Meanwhile, the disease quietly took its course, first attacking her night vision, then her peripheral vision, and finally her central vision — clouding it over with cataracts, erasing depth perception and bringing on color blindness. Eventually, she married the love of her life, returned to New York and her close Italian family, settled down in Brooklyn, and started having children. And in her new role as mom she decided  to surrender her secret, ‘fess up to her kids and to herself, and start preparing for — and making peace with — the inevitable.

I recently caught up with Nicole, a genuinely cheerful, funny and wildly outgoing mother of three over coffee to discuss motherhood (her children are 2, 7, and 9 years old) and her new memoir Now I See You (due out this June by St. Martin’s Press), which chronicles her journey in both side-splitting and tear-inducing detail and reveals her deepest, darkest, secrets.

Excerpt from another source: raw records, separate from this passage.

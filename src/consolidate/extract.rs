// src/consolidate/extract.rs
// Extraction stage - LLM-driven entity and memory extraction from a note

use std::sync::Arc;

use chrono::{DateTime, Utc};
use serde::Deserialize;
use tracing::{debug, warn};

use crate::config::{ConsolidationConfig, LlmConfig};
use crate::error::Result;
use crate::llm::LlmClient;
use crate::utils::{normalize_entity_name, parse_timestamp};

use super::prompts;
use super::{StageMetrics, complete_with_retries};

/// An entity surfaced by extraction, name already normalized
#[derive(Debug, Clone)]
pub struct ExtractedEntity {
    pub name: String,
    pub entity_type: String,
    pub description: Option<String>,
    pub is_well_known: bool,
}

/// A candidate fact surfaced by extraction
#[derive(Debug, Clone)]
pub struct ExtractedMemory {
    pub content: String,
    pub about_entities: Vec<String>,
    pub valid_at: Option<DateTime<Utc>>,
}

/// Everything Branch B hands to resolution
#[derive(Debug, Clone, Default)]
pub struct Extraction {
    pub entities: Vec<ExtractedEntity>,
    pub memories: Vec<ExtractedMemory>,
    pub user_facts: Vec<String>,
    pub metrics: StageMetrics,
}

#[derive(Debug, Deserialize)]
#[serde(rename_all = "camelCase")]
struct RawExtraction {
    #[serde(default)]
    entities: Vec<RawEntity>,
    #[serde(default)]
    memories: Vec<RawMemory>,
    #[serde(default)]
    user_biographical_facts: Vec<String>,
}

#[derive(Debug, Deserialize)]
#[serde(rename_all = "camelCase")]
struct RawEntity {
    name: String,
    #[serde(rename = "type")]
    entity_type: String,
    #[serde(default)]
    description: Option<String>,
    #[serde(default)]
    is_well_known: bool,
}

#[derive(Debug, Deserialize)]
#[serde(rename_all = "camelCase")]
struct RawMemory {
    content: String,
    #[serde(default)]
    about_entities: Vec<String>,
    #[serde(default)]
    valid_at: Option<String>,
}

/// LLM extraction with shape validation and bounded retries
pub struct ExtractionStage {
    llm: Arc<dyn LlmClient>,
    consolidation: ConsolidationConfig,
    llm_config: LlmConfig,
}

impl ExtractionStage {
    pub fn new(
        llm: Arc<dyn LlmClient>,
        consolidation: ConsolidationConfig,
        llm_config: LlmConfig,
    ) -> Self {
        Self {
            llm,
            consolidation,
            llm_config,
        }
    }

    /// Extract entities, memories, and biographical facts from a note.
    pub async fn extract(&self, note: &str) -> Result<Extraction> {
        let prompt = prompts::extraction_prompt(note);
        let schema = prompts::extraction_schema();
        let mut metrics = StageMetrics::default();

        let raw: RawExtraction = complete_with_retries(
            self.llm.as_ref(),
            &prompt,
            &schema,
            &self.llm_config,
            self.consolidation.max_retries,
            &mut metrics,
            "extraction",
        )
        .await?;

        let entities = raw
            .entities
            .into_iter()
            .filter_map(|e| self.sanitize_entity(e))
            .collect::<Vec<_>>();

        let memories = raw
            .memories
            .into_iter()
            .filter_map(sanitize_memory)
            .collect::<Vec<_>>();

        debug!(
            entities = entities.len(),
            memories = memories.len(),
            facts = raw.user_biographical_facts.len(),
            "extraction complete"
        );

        Ok(Extraction {
            entities,
            memories,
            user_facts: raw.user_biographical_facts,
            metrics,
        })
    }

    fn sanitize_entity(&self, raw: RawEntity) -> Option<ExtractedEntity> {
        let name = normalize_entity_name(raw.name.trim());
        if name.is_empty() {
            warn!("dropping extracted entity with empty name");
            return None;
        }

        let entity_type = raw.entity_type.trim().to_lowercase();
        if !prompts::ENTITY_TYPES.contains(&entity_type.as_str()) {
            warn!(name = %name, entity_type = %entity_type, "dropping entity with unknown type");
            return None;
        }

        Some(ExtractedEntity {
            name,
            entity_type,
            description: raw.description.filter(|d| !d.trim().is_empty()),
            is_well_known: raw.is_well_known,
        })
    }
}

fn sanitize_memory(raw: RawMemory) -> Option<ExtractedMemory> {
    let content = raw.content.trim().to_string();
    if content.is_empty() {
        warn!("dropping extracted memory with empty content");
        return None;
    }

    let valid_at = match raw.valid_at {
        Some(ts) => {
            let parsed = parse_timestamp(&ts);
            if parsed.is_none() {
                warn!(valid_at = %ts, "dropping unparseable validAt timestamp");
            }
            parsed
        }
        None => None,
    };

    Some(ExtractedMemory {
        content,
        about_entities: raw
            .about_entities
            .iter()
            .map(|n| normalize_entity_name(n.trim()))
            .filter(|n| !n.is_empty())
            .collect(),
        valid_at,
    })
}
// src/embeddings/ollama.rs
// Ollama embeddings via the OpenAI-compatible /v1/embeddings endpoint

use std::time::Duration;

use serde::Deserialize;
use tracing::debug;

use crate::error::{MementoError, Result};

/// Default Ollama embedding model
const DEFAULT_MODEL: &str = "nomic-embed-text";

/// Default dimensions for nomic-embed-text
const DEFAULT_DIMENSIONS: usize = 768;

/// Max characters to embed (conservative limit for local models)
const MAX_TEXT_CHARS: usize = 8192 * 4;

/// Max texts per batch request
const MAX_BATCH_SIZE: usize = 64;

#[derive(Debug, Deserialize)]
struct EmbeddingResponse {
    data: Vec<EmbeddingData>,
}

#[derive(Debug, Deserialize)]
struct EmbeddingData {
    embedding: Vec<f32>,
    index: usize,
}

/// Ollama embeddings client (local endpoint, no auth required)
pub struct OllamaEmbeddings {
    base_url: String,
    model: String,
    dimensions: usize,
    http_client: reqwest::Client,
}

impl OllamaEmbeddings {
    pub fn new(base_url: String, model: Option<String>, dimensions: Option<usize>) -> Self {
        let http_client = reqwest::Client::builder()
            .timeout(Duration::from_secs(60))
            .connect_timeout(Duration::from_secs(10))
            .build()
            .unwrap_or_else(|_| reqwest::Client::new());

        Self {
            base_url: base_url.trim_end_matches('/').to_string(),
            model: model.unwrap_or_else(|| DEFAULT_MODEL.to_string()),
            dimensions: dimensions.unwrap_or(DEFAULT_DIMENSIONS),
            http_client,
        }
    }

    pub fn dimensions(&self) -> usize {
        self.dimensions
    }

    pub fn model_name(&self) -> &str {
        &self.model
    }

    /// Embed a single text
    pub async fn embed(&self, text: &str) -> Result<Vec<f32>> {
        let mut results = self.embed_texts(&[text.to_string()]).await?;
        results
            .pop()
            .ok_or_else(|| MementoError::Query("empty embedding response from Ollama".into()))
    }

    /// Embed multiple texts in batch
    pub async fn embed_batch(&self, texts: &[String]) -> Result<Vec<Vec<f32>>> {
        if texts.is_empty() {
            return Ok(Vec::new());
        }

        let mut all = Vec::with_capacity(texts.len());
        for chunk in texts.chunks(MAX_BATCH_SIZE) {
            all.extend(self.embed_texts(chunk).await?);
        }
        Ok(all)
    }

    async fn embed_texts(&self, texts: &[String]) -> Result<Vec<Vec<f32>>> {
        let inputs: Vec<&str> = texts
            .iter()
            .map(|t| {
                if t.len() > MAX_TEXT_CHARS {
                    debug!(
                        from = t.len(),
                        to = MAX_TEXT_CHARS,
                        "truncating text for Ollama embedding"
                    );
                    let mut end = MAX_TEXT_CHARS;
                    while !t.is_char_boundary(end) {
                        end -= 1;
                    }
                    &t[..end]
                } else {
                    t.as_str()
                }
            })
            .collect();

        let body = serde_json::json!({
            "input": inputs,
            "model": self.model,
        });

        let url = format!("{}/v1/embeddings", self.base_url);
        let response = self
            .http_client
            .post(&url)
            .header("Content-Type", "application/json")
            .json(&body)
            .send()
            .await?;

        let status = response.status();
        if !status.is_success() {
            let text = response.text().await.unwrap_or_default();
            return Err(MementoError::from_status(status, &text));
        }

        let resp: EmbeddingResponse = response
            .json()
            .await
            .map_err(|e| MementoError::Query(format!("invalid Ollama embedding response: {e}")))?;

        let mut data = resp.data;
        data.sort_by_key(|d| d.index);
        Ok(data.into_iter().map(|d| d.embedding).collect())
    }
}

#[cfg(test)]
mod tests {
    use super::*;

    #[test]
    fn test_default_model_and_dimensions() {
        let client = OllamaEmbeddings::new("http://localhost:11434".to_string(), None, None);
        assert_eq!(client.dimensions(), DEFAULT_DIMENSIONS);
        assert_eq!(client.model_name(), DEFAULT_MODEL);
    }

    #[test]
    fn test_base_url_normalization() {
        let client = OllamaEmbeddings::new("http://localhost:11434/".to_string(), None, None);
        assert_eq!(client.base_url, "http://localhost:11434");
    }

    #[test]
    fn test_custom_model() {
        let client = OllamaEmbeddings::new(
            "http://localhost:11434".to_string(),
            Some("mxbai-embed-large".to_string()),
            Some(1024),
        );
        assert_eq!(client.dimensions(), 1024);
        assert_eq!(client.model_name(), "mxbai-embed-large");
    }
}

SARAH HUTTER: For a book that tackles such a dark subject, it’s surprisingly funny. Like, uproariously funny. Was that your goal in writing it — to make people laugh?

NICOLE KEAR: Yes. In fact, about 9 years ago when my son was a baby, I read a book by another author named Ryan Knighton on a similar subject, his coping with vision loss. And it was a very funny book about the same very dark subject. It was a revelatory moment for me, because it gave me permission to be funny — which is really the only way I knew how to tell the story. In fact, as I revised my book I had to take [some] funny out. It’s very easy for me to be funny. What’s harder is for me to be honest and real and serious and heartfelt.

SH: Was it therapeutic to write?

NK: The whole process was very therapeutic — writing about it and then putting it out in the world. And it was something that I couldn’t do up until recently.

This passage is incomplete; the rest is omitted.